Kona Coffee, Buying a Kona Coffee Farm

Here is a quick synopsis on the production of coffee.

On established plantations, the three or four year old branches need to be pruned. Each year you allow three or four new buds to grow into new branches and each year you cut off the 4 year old branches.  Pruning is not hard to learn but is strenuous. Most people hire it out. There are several companies that have imported workers from Mexico who do a good job. Also, there are several professional coffee farmers who manage coffee farms that can do as much of the work as you want. They can do everything if you want and pay you for the privilege. Sometimes everyone is so busy that you will have to do your own pruning.  The only way to make big money with coffee is to do as much of the work yourself as you can.

The plants must be fertilized three to six times a year depending on your preference.  Some people fertilize in December, April, May, June, July and August.

After the first rain of spring the plants flower. Two to four rains produce two to four flowerings which result in two to four ripenings. It’s actually possible to have as many as 7 flower sets. To make up for unpredictable drought conditions, a back-up irrigation system is indispensable.  You might as well add an in-line fertilizer feeder while you are setting up your irrigation system unless you want your coffee to be certified organic. Picking is pretty much a continuous process for six to 8 months depending on elevation. Picking usually starts in July and goes through January and is, again, very strenuous.
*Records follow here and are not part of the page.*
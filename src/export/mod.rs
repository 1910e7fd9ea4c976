//! Export consumers
//!
//! [`Exporter`] is a [`StreamConsumer`] that fans a decode session out to any
//! number of [`ExportSink`]s: a GIF animation, a numbered PNG sequence and a
//! WAV track are provided. Frame encoding runs on a [`FramePool`] so the
//! decode thread only waits when the pool's queue is full.
//!
//! ```no_run
//! use spidyani::export::{ExportOptions, Exporter};
//!
//! let report = Exporter::from_path("intro.ani")?
//!     .with_options(ExportOptions::new().with_workers(4))
//!     .add_gif("intro.gif")?
//!     .add_wav("intro.wav")?
//!     .run()?;
//! println!("{} frames at {:.2} fps", report.frames, report.fps);
//! # Ok::<(), spidyani::SpidyAniError>(())
//! ```

mod animation;
mod audio;
mod frames;
mod pool;

pub use animation::GifSink;
pub use audio::WavSink;
pub use frames::PngSequenceSink;
pub use pool::FramePool;

use crate::decode::{AnimationDecoder, DecoderOptions, SessionOutcome};
use crate::decode::{Frame, StreamConsumer, StreamInfo};
use crate::playback::PlaybackControl;
use crate::{DecodeStats, Result, SpidyAniError};
use std::fs::File;
use std::io::{BufReader, Cursor, Read};
use std::path::{Path, PathBuf};
use std::sync::Arc;

/// Export settings
#[derive(Debug, Clone)]
pub struct ExportOptions {
    /// Frame encoder threads
    pub workers: usize,
    /// Frames waiting for a worker before the decoder blocks
    pub queue_depth: usize,
    /// GIF quantizer speed, 1 (best) to 30 (fastest)
    pub gif_speed: i32,
    /// Options for the underlying decode session
    pub decoder: DecoderOptions,
}

impl ExportOptions {
    /// Default settings: one worker per CPU, two queued frames per worker
    pub fn new() -> Self {
        let workers = num_cpus::get();
        Self {
            workers,
            queue_depth: workers * 2,
            gif_speed: 10,
            decoder: DecoderOptions::default(),
        }
    }

    /// Set the number of encoder threads
    pub fn with_workers(mut self, workers: usize) -> Self {
        self.workers = workers.max(1);
        self
    }

    /// Set the encoder queue depth
    pub fn with_queue_depth(mut self, depth: usize) -> Self {
        self.queue_depth = depth.max(1);
        self
    }

    /// Set the GIF quantizer speed, clamped to 1..=30
    pub fn with_gif_speed(mut self, speed: i32) -> Self {
        self.gif_speed = speed.clamp(1, 30);
        self
    }

    /// Set the decode session options
    pub fn with_decoder_options(mut self, decoder: DecoderOptions) -> Self {
        self.decoder = decoder;
        self
    }
}

impl Default for ExportOptions {
    fn default() -> Self {
        Self::new()
    }
}

/// Output target of an export
pub trait ExportSink {
    /// Short description for logs
    fn name(&self) -> &str;

    /// Called once before any frame or audio
    fn begin(&mut self, info: &StreamInfo, options: &ExportOptions) -> Result<()>;

    /// One complete frame, in order
    fn frame(&mut self, frame: &Frame) -> Result<()>;

    /// A block of unsigned 8-bit PCM
    fn audio(&mut self, _samples: &[u8]) -> Result<()> {
        Ok(())
    }

    /// Flush and close; called on every path once `begin` succeeded
    fn finish(&mut self) -> Result<()>;
}

/// Result of a completed export
#[derive(Debug, Clone, PartialEq)]
pub struct ExportReport {
    /// Frames written to every sink
    pub frames: u32,
    /// Audio bytes written
    pub audio_bytes: u64,
    /// Playback rate used for frame timing
    pub fps: f64,
    /// Whether the session was stopped before the end of the container
    pub stopped: bool,
    /// Decode statistics
    pub stats: DecodeStats,
}

/// Progress of a running export
#[derive(Debug, Clone, Copy, PartialEq, Eq)]
pub struct ExportProgress {
    /// Frames exported so far
    pub frames: u32,
    /// Frames announced by the header
    pub frame_count: u16,
}

#[derive(Debug, Clone)]
enum ExportSource {
    File(PathBuf),
    Memory(Arc<[u8]>),
}

/// Decodes a container into a set of sinks
pub struct Exporter {
    name: String,
    source: ExportSource,
    options: ExportOptions,
    sinks: Vec<Box<dyn ExportSink>>,
    started: usize,
    control: PlaybackControl,
    progress: Option<Box<dyn FnMut(ExportProgress)>>,
    info: Option<StreamInfo>,
    frames: u32,
    audio_bytes: u64,
    error: Option<SpidyAniError>,
}

impl Exporter {
    fn new(name: String, source: ExportSource) -> Self {
        Self {
            name,
            source,
            options: ExportOptions::default(),
            sinks: Vec::new(),
            started: 0,
            control: PlaybackControl::new(),
            progress: None,
            info: None,
            frames: 0,
            audio_bytes: 0,
            error: None,
        }
    }

    /// Export the container at `path`
    pub fn from_path<P: AsRef<Path>>(path: P) -> Result<Self> {
        let path = path.as_ref();
        // Fail early on a missing file instead of inside the session
        File::open(path)?;
        Ok(Self::new(
            path.display().to_string(),
            ExportSource::File(path.to_path_buf()),
        ))
    }

    /// Export a container held in memory
    pub fn from_bytes(name: impl Into<String>, data: impl Into<Arc<[u8]>>) -> Self {
        Self::new(name.into(), ExportSource::Memory(data.into()))
    }

    /// Replace the export settings
    pub fn with_options(mut self, options: ExportOptions) -> Self {
        self.options = options;
        self
    }

    /// Add an arbitrary sink
    pub fn add_sink(mut self, sink: Box<dyn ExportSink>) -> Self {
        self.sinks.push(sink);
        self
    }

    /// Write an animated GIF
    pub fn add_gif<P: AsRef<Path>>(self, path: P) -> Result<Self> {
        let sink = GifSink::create(path)?;
        Ok(self.add_sink(Box::new(sink)))
    }

    /// Write one PNG per frame into `dir`
    pub fn add_png_dir<P: AsRef<Path>>(self, dir: P) -> Result<Self> {
        let stem = Path::new(&self.name)
            .file_stem()
            .and_then(|stem| stem.to_str())
            .unwrap_or("frame")
            .to_string();
        let sink = PngSequenceSink::create(dir, stem)?;
        Ok(self.add_sink(Box::new(sink)))
    }

    /// Write the audio track as WAV
    pub fn add_wav<P: AsRef<Path>>(self, path: P) -> Result<Self> {
        let sink = WavSink::create(path)?;
        Ok(self.add_sink(Box::new(sink)))
    }

    /// Report progress after every frame
    pub fn on_progress<F>(mut self, callback: F) -> Self
    where
        F: FnMut(ExportProgress) + 'static,
    {
        self.progress = Some(Box::new(callback));
        self
    }

    /// Handle for stopping the export from another thread
    pub fn control(&self) -> PlaybackControl {
        self.control.clone()
    }

    /// Number of attached sinks
    pub fn sink_count(&self) -> usize {
        self.sinks.len()
    }

    fn record_error(&mut self, error: SpidyAniError) {
        if self.error.is_none() {
            log::error!("{}: export failed: {}", self.name, error);
            self.error = Some(error);
        } else {
            log::warn!("{}: additional export error: {}", self.name, error);
        }
    }

    fn finish_sinks(&mut self) {
        let started = std::mem::take(&mut self.started);
        let mut failures = Vec::new();
        for sink in self.sinks.iter_mut().take(started) {
            if let Err(e) = sink.finish() {
                failures.push(e);
            }
        }
        for failure in failures {
            self.record_error(failure);
        }
    }

    /// Decode the whole container into every sink
    ///
    /// Sinks that were started are finished on every path, including errors
    /// and stops.
    pub fn run(mut self) -> Result<ExportReport> {
        let decoder = AnimationDecoder::with_options(self.options.decoder.clone());
        let outcome = decoder.run(&mut self);
        self.finish_sinks();

        if let Some(error) = self.error.take() {
            return Err(error);
        }

        let fps = self.info.as_ref().map_or(crate::FALLBACK_FPS, |info| info.fps);
        let (stats, stopped) = match outcome {
            SessionOutcome::Finished(stats) => (stats, false),
            SessionOutcome::Stopped(stats) => (stats, true),
            SessionOutcome::Failed => {
                return Err(SpidyAniError::Export(format!("{}: decode failed", self.name)))
            }
        };
        log::info!(
            "{}: exported {} frames, {} audio bytes",
            self.name,
            self.frames,
            self.audio_bytes
        );

        Ok(ExportReport {
            frames: self.frames,
            audio_bytes: self.audio_bytes,
            fps,
            stopped,
            stats,
        })
    }
}

impl std::fmt::Debug for Exporter {
    fn fmt(&self, f: &mut std::fmt::Formatter<'_>) -> std::fmt::Result {
        f.debug_struct("Exporter")
            .field("name", &self.name)
            .field("options", &self.options)
            .field("sinks", &self.sinks.iter().map(|s| s.name()).collect::<Vec<_>>())
            .field("frames", &self.frames)
            .finish()
    }
}

impl StreamConsumer for Exporter {
    type Source = Box<dyn Read + Send>;

    fn file_name(&self) -> &str {
        &self.name
    }

    fn new_input_stream(&mut self) -> std::io::Result<Self::Source> {
        Ok(match &self.source {
            ExportSource::File(path) => Box::new(BufReader::new(File::open(path)?)),
            ExportSource::Memory(data) => Box::new(Cursor::new(Arc::clone(data))),
        })
    }

    fn initialize(&mut self, info: &StreamInfo) {
        self.info = Some(info.clone());
        for index in 0..self.sinks.len() {
            let result = self.sinks[index].begin(info, &self.options);
            match result {
                Ok(()) => self.started = index + 1,
                Err(e) => {
                    self.record_error(e);
                    return;
                }
            }
        }
    }

    fn image_data(&mut self, frame: &Frame) {
        if self.error.is_some() {
            return;
        }
        let mut failure = None;
        for sink in &mut self.sinks {
            if let Err(e) = sink.frame(frame) {
                failure = Some(e);
                break;
            }
        }
        if let Some(e) = failure {
            self.record_error(e);
            return;
        }

        self.frames += 1;
        if let Some(progress) = self.progress.as_mut() {
            progress(ExportProgress {
                frames: self.frames,
                frame_count: self.info.as_ref().map_or(0, |info| info.frame_count),
            });
        }
    }

    fn audio_data(&mut self, samples: &[u8]) {
        if self.error.is_some() {
            return;
        }
        let mut failure = None;
        for sink in &mut self.sinks {
            if let Err(e) = sink.audio(samples) {
                failure = Some(e);
                break;
            }
        }
        match failure {
            Some(e) => self.record_error(e),
            None => self.audio_bytes += samples.len() as u64,
        }
    }

    fn is_paused(&self) -> bool {
        self.control.is_paused()
    }

    fn is_stopped(&self) -> bool {
        self.error.is_some() || self.control.is_stopped()
    }

    fn wait_while_paused(&mut self) {
        self.control.wait_while_paused();
    }

    fn fatal(&mut self, error: SpidyAniError) {
        self.record_error(error);
    }

    fn finished(&mut self) {}

    fn stopped(&mut self) {
        if self.error.is_none() {
            log::info!("{}: export stopped after {} frames", self.name, self.frames);
        }
    }
}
After picking the berries must have the juicy pulp and skin removed. This is done by putting the beans in a spinning device called a “pulper”. The pulp goes out one end and the beans another. The pulped beans are soaked overnight to remove the mucilage, then rinsed three to four times, then put on a deck to dry. The deck is a big flat floor with a clear plastic roof.  Some of the older drying decks have a roof that can roll away on rails to expose the beans to direct sun when it is not raining. Several times a day the beans must be raked to expose all the surfaces to drying. There are also gas or electric dryers to finish off the beans in wet weather.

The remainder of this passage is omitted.